Well, no, not really. He's just pink. I suppose this penguin could be gay, but the book doesn't go there. Too bad.
Anyway, in What's a Penguin to Think When He Wakes Up Pink, sweet little penguin Patrick wakes up a new and interesting color. His friends tease him, so he runs away to Africa to meet pink flamingos. Due to him being a short-legged and flightless penguin, he doesn't fit in well with the flamingos. So Patrick swims home again, only to find that his friends all think he is awesome now because he went all the way to Africa and met flamingos.

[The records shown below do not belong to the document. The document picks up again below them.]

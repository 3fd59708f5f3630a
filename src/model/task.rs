use chrono::{DateTime, NaiveDate, Utc};
use serde::{Deserialize, Serialize};

use super::id::{SpaceId, TaskId};
use super::position::Position;

/// Default card size for newly created tasks
pub const DEFAULT_WIDTH: f64 = 240.0;
pub const DEFAULT_HEIGHT: f64 = 120.0;

/// Task progress state
#[derive(Debug, Clone, Copy, PartialEq, Eq, Hash, PartialOrd, Ord, Serialize, Deserialize)]
#[serde(rename_all = "snake_case")]
pub enum Progress {
    NotStarted,
    InProgress,
    Blocked,
    Complete,
}

impl Progress {
    /// The character used inside the checkbox `[ ]` in listings
    pub fn checkbox_char(self) -> char {
        match self {
            Progress::NotStarted => ' ',
            Progress::InProgress => '>',
            Progress::Blocked => '-',
            Progress::Complete => 'x',
        }
    }

    pub fn parse(s: &str) -> Option<Progress> {
        match s {
            "not_started" | "todo" => Some(Progress::NotStarted),
            "in_progress" | "active" => Some(Progress::InProgress),
            "blocked" => Some(Progress::Blocked),
            "complete" | "done" => Some(Progress::Complete),
            _ => None,
        }
    }
}

/// A task card. Relationships are id references into the store.
#[derive(Debug, Clone, PartialEq, Serialize, Deserialize)]
pub struct Task {
    pub id: TaskId,
    pub name: String,
    #[serde(default)]
    pub description: String,
    pub x: f64,
    pub y: f64,
    pub width: f64,
    pub height: f64,
    #[serde(default)]
    pub z_index: u64,
    pub progress: Progress,
    pub space_id: SpaceId,
    #[serde(default, skip_serializing_if = "Option::is_none")]
    pub parent_task_id: Option<TaskId>,
    /// Root first, immediate parent last, never self
    #[serde(default)]
    pub ancestors: Vec<TaskId>,
    /// Child ids in display order
    #[serde(default)]
    pub subtasks: Vec<TaskId>,
    #[serde(default, skip_serializing_if = "Option::is_none")]
    pub due_date: Option<NaiveDate>,
    #[serde(default, skip_serializing_if = "Option::is_none")]
    pub emoji: Option<String>,
    #[serde(default)]
    pub is_archived: bool,
    #[serde(default, skip_serializing_if = "Option::is_none")]
    pub archived_at: Option<DateTime<Utc>>,
    pub created_at: DateTime<Utc>,
    pub updated_at: DateTime<Utc>,

    // --- Client bookkeeping ---
    /// Set while a create is awaiting server confirmation
    #[serde(skip)]
    pub is_unconfirmed: bool,
}

impl Task {
    /// Create a root-level task at the given canvas coordinates
    pub fn new(id: TaskId, space_id: SpaceId, name: impl Into<String>, now: DateTime<Utc>) -> Self {
        Task {
            id,
            name: name.into(),
            description: String::new(),
            x: 0.0,
            y: 0.0,
            width: DEFAULT_WIDTH,
            height: DEFAULT_HEIGHT,
            z_index: 0,
            progress: Progress::NotStarted,
            space_id,
            parent_task_id: None,
            ancestors: Vec::new(),
            subtasks: Vec::new(),
            due_date: None,
            emoji: None,
            is_archived: false,
            archived_at: None,
            created_at: now,
            updated_at: now,
            is_unconfirmed: false,
        }
    }

    /// Nesting depth (0 = root)
    pub fn depth(&self) -> usize {
        self.ancestors.len()
    }

    pub fn is_root(&self) -> bool {
        self.parent_task_id.is_none()
    }
}

/// Reparent request carried inside a patch
#[derive(Debug, Clone, PartialEq)]
pub struct Reparent {
    /// None = promote to a root task of the space
    pub parent: Option<TaskId>,
    pub position: Position,
}

/// Partial update of a task. `None` fields are left untouched.
#[derive(Debug, Clone, Default, PartialEq)]
pub struct TaskPatch {
    pub name: Option<String>,
    pub description: Option<String>,
    pub progress: Option<Progress>,
    pub x: Option<f64>,
    pub y: Option<f64>,
    pub width: Option<f64>,
    pub height: Option<f64>,
    pub z_index: Option<u64>,
    pub due_date: Option<Option<NaiveDate>>,
    pub emoji: Option<Option<String>>,
    pub is_archived: Option<bool>,
    pub archived_at: Option<Option<DateTime<Utc>>>,
    pub reparent: Option<Reparent>,
}

impl TaskPatch {
    pub fn is_empty(&self) -> bool {
        *self == TaskPatch::default()
    }

    /// Merge `later` over `self`; fields set in `later` win.
    pub fn merge(&mut self, later: TaskPatch) {
        macro_rules! take {
            ($($field:ident),*) => {
                $(if later.$field.is_some() { self.$field = later.$field; })*
            };
        }
        take!(
            name,
            description,
            progress,
            x,
            y,
            width,
            height,
            z_index,
            due_date,
            emoji,
            is_archived,
            archived_at,
            reparent
        );
    }

    /// Apply the plain field changes to a task and return a patch holding the
    /// previous values of exactly those fields. `reparent` is not applied
    /// here; hierarchy moves go through the hierarchy ops.
    pub fn apply_to(&self, task: &mut Task) -> TaskPatch {
        let mut old = TaskPatch::default();
        macro_rules! swap {
            ($($field:ident),*) => {
                $(if let Some(v) = &self.$field {
                    old.$field = Some(std::mem::replace(&mut task.$field, v.clone()));
                })*
            };
        }
        swap!(
            name,
            description,
            progress,
            x,
            y,
            width,
            height,
            z_index,
            due_date,
            emoji,
            is_archived,
            archived_at
        );
        old
    }
}

#[cfg(test)]
mod tests {
    use super::*;

    fn sample() -> Task {
        Task::new(
            TaskId::from("srv-1"),
            SpaceId::from("home"),
            "Write docs",
            Utc::now(),
        )
    }

    #[test]
    fn new_task_is_root_with_defaults() {
        let task = sample();
        assert!(task.is_root());
        assert_eq!(task.depth(), 0);
        assert_eq!(task.progress, Progress::NotStarted);
        assert_eq!(task.width, DEFAULT_WIDTH);
    }

    #[test]
    fn patch_apply_returns_previous_values() {
        let mut task = sample();
        let patch = TaskPatch {
            name: Some("Renamed".into()),
            progress: Some(Progress::Blocked),
            emoji: Some(Some("🔥".into())),
            ..Default::default()
        };
        let old = patch.apply_to(&mut task);
        assert_eq!(task.name, "Renamed");
        assert_eq!(task.progress, Progress::Blocked);
        assert_eq!(old.name.as_deref(), Some("Write docs"));
        assert_eq!(old.emoji, Some(None));
        assert!(old.x.is_none());

        old.apply_to(&mut task);
        assert_eq!(task, sample_with_time(&task));
    }

    fn sample_with_time(task: &Task) -> Task {
        let mut t = sample();
        t.created_at = task.created_at;
        t.updated_at = task.updated_at;
        t
    }

    #[test]
    fn patch_merge_keeps_latest() {
        let mut first = TaskPatch {
            name: Some("a".into()),
            x: Some(1.0),
            ..Default::default()
        };
        first.merge(TaskPatch {
            name: Some("b".into()),
            ..Default::default()
        });
        assert_eq!(first.name.as_deref(), Some("b"));
        assert_eq!(first.x, Some(1.0));
    }

    #[test]
    fn progress_parse_accepts_aliases() {
        assert_eq!(Progress::parse("done"), Some(Progress::Complete));
        assert_eq!(Progress::parse("in_progress"), Some(Progress::InProgress));
        assert_eq!(Progress::parse("nope"), None);
    }

    #[test]
    fn unconfirmed_flag_is_not_serialized() {
        let mut task = sample();
        task.is_unconfirmed = true;
        let json = serde_json::to_string(&task).unwrap();
        assert!(!json.contains("is_unconfirmed"));
        let back: Task = serde_json::from_str(&json).unwrap();
        assert!(!back.is_unconfirmed);
    }
}
pub mod board_io;
pub mod config_io;
pub mod lock;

It's a heartwarming story about how it can be both challenging and neat to be different, and about how boys shouldn't fear the color pink. I would classify it as too uncontroversial for my collection of dangerous books, but I actually did once overhear a parent at a daycare scold their son not to play with the tea set. I'm sure that such a parent would disapprove of Lynne Rickards' sweet pink penguin tale, so for them, I add Pink to my library.
Being as this is a picture book about a homosexual relationship, And Tango Makes Three, by Justin Richardson and Peter Parnell, was the most challenged book of 2006, 2007, 2008, and 2010. It was the second most challenged book of 2009.
I read this to my four-year-old. His only point of confusion: "what's a penguin house, mommy? I thought they lived in a nest. Where is the house?"